Federico Turrisi 2 Marzo 2021

Ti sei mai chiesto perché in estate l'afa, quella sensazione di caldo soffocante, ti prende soprattutto quando ti trovi in una grande città, mentre in campagna riesci a goderti un po' più di frescura? Tutto ciò ha una spiegazione scientifica. Questo fenomeno si chiama isola di calore (urban heat island, in inglese) e interessa in particolare i grandi agglomerati urbani.

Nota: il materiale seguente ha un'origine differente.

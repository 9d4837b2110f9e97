//! Error types shared by the tree, the dependency engine and the session.

use thiserror::Error;

/// A view rejected (or failed to complete) a transition it was asked to run.
#[derive(Debug, Clone, PartialEq, Eq, Error)]
#[error("view rejected transition: {reason}")]
pub struct ViewError {
    pub reason: String,
}

impl ViewError {
    pub fn new(reason: impl Into<String>) -> Self {
        Self { reason: reason.into() }
    }
}

#[derive(Debug, Clone, PartialEq, Eq, Error)]
pub enum GraphError {
    /// The same fully qualified name was declared twice.
    #[error("duplicate node `{0}`")]
    DuplicateNode(String),

    /// A name is used as a package by one declaration and as a class by another.
    #[error("`{0}` is declared both as a package and as a class")]
    ConflictingKind(String),

    #[error("invalid class name `{0}`")]
    InvalidName(String),

    #[error("unknown node `{0}`")]
    UnknownNode(String),

    #[error("dependency from `{0}` to itself")]
    SelfDependency(String),

    #[error("no elementary dependencies between `{origin}` and `{target}`")]
    EmptyDependencyGroup { origin: String, target: String },

    #[error(transparent)]
    Transition(#[from] ViewError),

    #[error("invalid graph input: {0}")]
    InvalidInput(String),
}

impl From<serde_json::Error> for GraphError {
    fn from(err: serde_json::Error) -> Self {
        GraphError::InvalidInput(err.to_string())
    }
}
// Grouped dependency: the edge drawn between two visible nodes.
//
// Its start and end points are also stored relative to the container end
// node (the end lying in the background), so the edge can be moved along with
// that node without recomputing its geometry.

use serde::Serialize;

use crate::geometry::{Circle, Vector};
use crate::tree::{NodeId, NodeTree};

use super::{DependencyKey, DependencyStyle};

#[derive(Debug, Copy, Clone, PartialEq, Serialize)]
pub struct EdgeEnds {
    pub start: Vector,
    pub end: Vector,
}

/// Where an edge between two circles starts and ends.
pub trait EdgeGeometry {
    fn start_and_end(&self, must_share_nodes: bool, origin: &Circle, target: &Circle) -> EdgeEnds;
}

/// Points on both rims along the line between the centers. Edges that share
/// their nodes with another edge are rotated off that line by `shared_angle`,
/// in opposite directions at both ends, so `a -> b` and `b -> a` stay apart.
#[derive(Debug, Copy, Clone, PartialEq)]
pub struct RimToRim {
    pub shared_angle: f64,
}

impl Default for RimToRim {
    fn default() -> Self {
        Self { shared_angle: std::f64::consts::PI / 12.0 }
    }
}

impl EdgeGeometry for RimToRim {
    fn start_and_end(&self, must_share_nodes: bool, origin: &Circle, target: &Circle) -> EdgeEnds {
        let dir = Vector::between(origin.center(), target.center()).normalized();
        let angle = if must_share_nodes { self.shared_angle } else { 0.0 };
        EdgeEnds {
            start: origin.project_onto_rim(origin.center() + dir.rotated(angle)),
            end: target.project_onto_rim(target.center() + (-dir).rotated(-angle)),
        }
    }
}

#[derive(Debug, Clone, Serialize)]
pub struct GroupedDependency {
    pub key: DependencyKey,
    pub origin: NodeId,
    pub target: NodeId,
    pub style: DependencyStyle,
    pub violation: bool,
    pub start: Vector,
    pub end: Vector,
    pub relative_start: Vector,
    pub relative_end: Vector,
    /// Drawn with a rotated geometry because the ends overlap or the reverse
    /// edge is visible too.
    pub must_share_nodes: bool,
    container_end_node: NodeId,
    container_end_node_changed: bool,
    visible: bool,
}

impl GroupedDependency {
    pub fn new(tree: &NodeTree, origin: NodeId, target: NodeId) -> Self {
        Self {
            key: DependencyKey::new(tree, origin, target),
            origin,
            target,
            style: DependencyStyle::PLAIN,
            violation: false,
            start: Vector::ZERO,
            end: Vector::ZERO,
            relative_start: Vector::ZERO,
            relative_end: Vector::ZERO,
            must_share_nodes: false,
            container_end_node: tree.end_node_in_background(origin, target),
            container_end_node_changed: false,
            visible: true,
        }
    }

    /// Update style and violation in place.
    pub fn with_style_and_violation(&mut self, style: DependencyStyle, violation: bool) -> &mut Self {
        self.style = style;
        self.violation = violation;
        self
    }

    pub fn class_names(&self) -> String {
        self.style.class_names()
    }

    pub fn container_end_node(&self) -> NodeId {
        self.container_end_node
    }

    pub fn container_end_node_changed(&self) -> bool {
        self.container_end_node_changed
    }

    pub fn is_visible(&self) -> bool {
        self.visible
    }

    pub fn show(&mut self) {
        self.visible = true;
    }

    pub fn hide(&mut self) {
        self.visible = false;
    }

    /// Packages have no member level descriptions to show.
    pub fn has_detailed_description(&self, tree: &NodeTree) -> bool {
        !(tree.is_package(self.origin) || tree.is_package(self.target))
    }

    pub fn recalculate_points(&mut self, tree: &NodeTree, geometry: &dyn EdgeGeometry) {
        let ends = geometry.start_and_end(
            self.must_share_nodes,
            &tree.node(self.origin).circle,
            &tree.node(self.target).circle,
        );
        self.start = ends.start;
        self.end = ends.end;
        self.recalculate_relative_points(tree);
    }

    fn recalculate_relative_points(&mut self, tree: &NodeTree) {
        let anchor = tree.node(self.container_end_node).circle.center();
        self.relative_start = Vector::between(anchor, self.start);
        self.relative_end = Vector::between(anchor, self.end);
    }

    /// Re-pick the end in the background. Returns true if it changed; the
    /// change stays marked until `on_container_end_node_applied`.
    pub fn update_container_end_node(&mut self, tree: &NodeTree) -> bool {
        let background = tree.end_node_in_background(self.origin, self.target);
        if background == self.container_end_node {
            return false;
        }
        self.container_end_node = background;
        self.container_end_node_changed = true;
        self.recalculate_relative_points(tree);
        true
    }

    pub fn on_container_end_node_applied(&mut self) {
        self.container_end_node_changed = false;
    }

    /// Hide the edge while its ends overlap. Returns the new visibility.
    pub fn refresh(&mut self, tree: &NodeTree, eps: f64) -> bool {
        if tree.overlaps_with(self.origin, self.target, eps) {
            self.hide();
        } else {
            self.show();
        }
        self.visible
    }
}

In realtà, l'aumento delle temperature nelle città, che solitamente oscilla tra i 0,5 e i 3 gradi centigradi in più rispetto alle aree rurali, riguarda non solo le massime in estate, ma anche le minime in inverno. Ma vediamo meglio che cosa c'è all'origine dell'effetto isola di calore e quali possono essere le soluzioni per mitigarlo.

Cause

L’effetto isola di calore è determinato da un insieme di fattori che sono in relazione tra loro: ovviamente più intenso sarà uno di questi, maggiore sarà l'alterazione del microclima locale. Innanzitutto, una causa è la diffusa cementificazione, connessa alla netta prevalenza di superfici asfaltate rispetto a parchi e giardini in città. L'asfalto ha un colore scuro e presenta un'albedo pittosto bassa. Che cosa vuol dire? Che l'asfalto ha un basso potere riflettente nei confronti della radiazione solare, che invece viene in gran parte assorbita dalla superficie e rilasciata sotto forma di calore (anche di notte). Tale caratteristica, in combinazione con l'alta densità di edifici tipica delle città, crea una sorta di trappola per il calore assorbito.

A questo aggiungiamo il traffico veicolare, le emissioni degli impianti industriali e soprattutto i sistemi di riscaldamento e raffrescamento degli edifici, che sprigionano una grande quantità di calore che non viene dispersa in maniera adeguata, ma si accumula nelle isole urbane. Per questo motivo è meglio pensarci due volte prima di accendere a tutto spiano il condizionatore in estate: raffreddando la tua casa, contribuisci infatti a riscaldare l'area circostante. Infine, c'è da considerare anche l’effetto del vento, che favorisce un ricambio d’aria e un conseguente raffrescamento. La presenza di numerosi costruzioni rappresenta un ostacolo e funge quindi da schermo per le aree urbane di fronte ai moti ventosi.

Rimedi

Con il cambiamento climatico (e quindi senza una drastica riduzione delle emissioni di gas serra) le temperature medie negli ambienti urbani sono destinate ad aumentare e questo non farà che aggravare l'effetto isola di calore. Bisogna allora correre ai ripari per rendere più vivibili le città. La contromisura numero uno si chiama riforestazione urbana: incrementare le aree verdi nelle nostre città, infatti, aiuterebbe ad attenuare l'accumulo di calore. Il che, se ci pensi, permetterebbe anche di risparmiare sull’utilizzo dei climatizzatori in estate e di ridurre i consumi energetici, oltre a migliorare la qualità dell'aria.

Un'altra possibile soluzione è favorire la realizzazione di tetti e terrazze verdi. L’effetto isola di calore può essere inoltre contrastato impiegando materiali riflettenti per le pavimentazioni stradali e gli arredi urbani, oltre che per i tetti stessi degli edifici. In questo modo si aumenta per quanto possibile l'albedo delle varie superfici in città, e dunque si riduce l’assorbimento della radiazione solare e il surriscaldamento urbano.